So what might it look like if our infrastructure for the future of knowledge production and dissemination was community-led all the way down? What might enable the Commons to leave AWS behind and instead contribute our resources to supporting a truly shared, openly governed, not-for-profit cloud service? Could such a service be collaborative, with all member research institutions and organizations paying into a shared, professionally staffed data center?

King’s College London and Jisc think so – they established the first collaborative research data center in the world nine years ago, precisely in order to help UK institutions achieve economies of scale, to increase energy efficiency, and to reduce costs. Of course, it’s a lot easier to get all the UK institutions of higher education on board with such a centralized initiative, partly because there are fewer of them and partly because they are all centrally funded.

But what if Internet2, for instance, instead of restricting its areas of interest to networking and protocols, and instead of offering to connect member institutions with corporate cloud services, instead provided a real alternative – one that was not just developed for the academic community but that would be governed by that community? What if each member institution or organization agreed to contribute its existing infrastructure, along with its annual maintenance budget, to a shared, distributed, community-owned cloud computing center? Could excess capacity then be offered at reasonable prices to other nonprofit institutions or organizations or projects like mine, in a way that might entice them away from the Silicon Valley megacorps? Would our institutions, our libraries, our publishers, and our many other web-based projects find themselves with better control over their futures?

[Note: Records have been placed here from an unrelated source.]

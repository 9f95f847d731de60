//! Back-end registry (spec.md §6): a process-wide `name → adapter` mapping
//! with an explicit `connect`/`disconnect` lifecycle.
//!
//! Grounded on the teacher's `platform/mod.rs` (`HostId`,
//! `available_hosts()`, `host_from_id()` — a name-keyed, dynamically
//! dispatched selection of a concrete host) and on `host/custom/mod.rs`
//! (letting a caller register an arbitrary `Backend` without any compiled-in
//! platform binding), plus the original `entry/entry.go`'s
//! `RegisterEntry`/`EntryFor`/`Names` free functions. Design Notes ask for
//! this guarded by a single mutex with "the first connect wins until
//! disconnect" — modeled here as one `Mutex`-protected slot rather than
//! ambient global state.

use std::collections::HashMap;
use std::sync::{Arc, Mutex};

use crate::backend::Backend;
use crate::error::{BridgeError, Result};

struct State {
    backends: HashMap<String, Arc<dyn Backend>>,
    connected: Option<(String, Arc<dyn Backend>)>,
}

/// A process-wide registry of named back-ends with at most one "connected"
/// adapter at a time.
pub struct Registry {
    state: Mutex<State>,
}

impl Default for Registry {
    fn default() -> Self {
        Self::new()
    }
}

impl Registry {
    /// Creates an empty registry.
    pub fn new() -> Self {
        Registry {
            state: Mutex::new(State {
                backends: HashMap::new(),
                connected: None,
            }),
        }
    }

    /// Registers a back-end under its own [`Backend::name`].
    ///
    /// Returns [`BridgeError::InvalidAdapterName`] if the name is empty.
    pub fn register(&self, backend: Arc<dyn Backend>) -> Result<()> {
        let name = backend.name().to_string();
        if name.is_empty() {
            return Err(BridgeError::InvalidAdapterName);
        }
        let mut state = self.state.lock().unwrap();
        state.backends.insert(name, backend);
        Ok(())
    }

    /// Names of every registered back-end, in no particular order.
    pub fn names(&self) -> Vec<String> {
        let state = self.state.lock().unwrap();
        state.backends.keys().cloned().collect()
    }

    /// Connects to the back-end registered under `name`.
    ///
    /// If an adapter is already connected: returns it if `name` matches,
    /// otherwise fails with [`BridgeError::AdapterInUse`] — a `connect`
    /// without a prior `disconnect` does not implicitly swap adapters.
    /// Fails with [`BridgeError::NoAdapterAvailable`] if no back-end is
    /// registered under `name`, or [`BridgeError::InvalidAdapterName`] if
    /// `name` is empty.
    pub fn connect(&self, name: &str) -> Result<Arc<dyn Backend>> {
        if name.is_empty() {
            return Err(BridgeError::InvalidAdapterName);
        }
        let mut state = self.state.lock().unwrap();
        if let Some((connected_name, backend)) = &state.connected {
            return if connected_name == name {
                Ok(backend.clone())
            } else {
                Err(BridgeError::AdapterInUse)
            };
        }
        let backend = state
            .backends
            .get(name)
            .cloned()
            .ok_or(BridgeError::NoAdapterAvailable)?;
        state.connected = Some((name.to_string(), backend.clone()));
        Ok(backend)
    }

    /// Releases the currently connected adapter, if any. Idempotent.
    pub fn disconnect(&self) {
        let mut state = self.state.lock().unwrap();
        state.connected = None;
    }

    /// Name of the currently connected adapter, if any.
    pub fn connected_name(&self) -> Option<String> {
        let state = self.state.lock().unwrap();
        state.connected.as_ref().map(|(name, _)| name.clone())
    }
}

None of what I’m suggesting here would be easy, and a lot of the questions I’ve just asked fall – at least for the moment – into the realm of the pipe dream. But if we were to be willing to press forward with them, we might find ourselves in a world in which the scholarly communication infrastructures on which we build, develop, design, and publish our work can help us foster rather than hinder social and epistemic justice, can empower communities of practice by centering their needs and their work to meet them, and can enable trustworthy community governance and decision-making in support of truly open, public, shared infrastructures for the future of knowledge production.

Open Infrastructures and the Future of Knowledge Production, part 1

I’ve been thinking a good bit lately about the ways that the future of knowledge production depends upon the openness of the infrastructures that support our work. For a lot of people, the word “infrastructure” triggers a yawn reflex, and not without reason. As Deb Chachra points out in her brilliant new book, How Infrastructure Works, the best thing that infrastructure can do is remain invisible and just work. But as Chachra also argues, the shape of our entire culture is dependent on our infrastructure, and where inequities are part of those systems’ engineering, they constrain the ways that culture can evolve. Infrastructure matters enormously, and the scholarly communication infrastructures on which we build, develop, design, and publish our work have deep implications for our abilities to foster social and epistemic justice in our knowledge production and communication practices, to empower communities of practice and their concerns in the development and dissemination of knowledge, and to enable trustworthy governance and decision-making that is led by the communities that our publications and platforms are intended to serve. Our team is far from alone in thinking about these questions right now. We’re seeing the idea of “open infrastructure” pop up a lot lately, in no small part because folks are recognizing that a commitment to open, public infrastructures is necessary to ensure that scholarly communication can become actually equitable.

What do I mean by “actually equitable”? How might that sense of equity intersect with the aims of the open-access movement? Over the last twenty-plus years that movement has worked to transform scholarly communication, arguing in part that if our work could be read more openly by anyone, it might both have more impact on the world at large and create a more equitable knowledge environment. It’s of course true that open access in its many present flavors has done a lot to make more research available to be read online. But the movement toward open access began as a means of attempting to break the stranglehold that a few extractive corporate publishers have established over the research and publishing process – and in that, it hasn’t succeeded. The last decade in particular has revealed all of the resilience with which capital responds to challenges, as those corporate publishers have in fact become more profitable than ever. Not only have they figured out how to exploit article processing charges in order to make some work published in their journals openly available while continuing to charge libraries for subscriptions to the journals as a whole, but they’ve also developed whole new business plans like the so-called “read and publish” agreements that keep many institutions tied to them, and they’ve developed new platforms and infrastructures like discovery engines and research information management systems that serve to increase corporate lock-in over the work produced on campus.

For all these reasons, the 20th anniversary statement of the Budapest Open Access Initiative took on a slightly different focus, noting that “OA is not an end in itself, but a means to other ends, above all, to the equity, quality, usability, and sustainability of research.” In order to achieve those ends, the statement proposes several key recommendations – and chief among them?

Host OA research on open infrastructure. Host and publish OA texts, data, metadata, code, and other digital research outputs on open, community-controlled infrastructure. Use infrastructure that minimizes the risk of future access restrictions or control by commercial organizations. Where open infrastructure is not yet adequate for current needs, develop it further.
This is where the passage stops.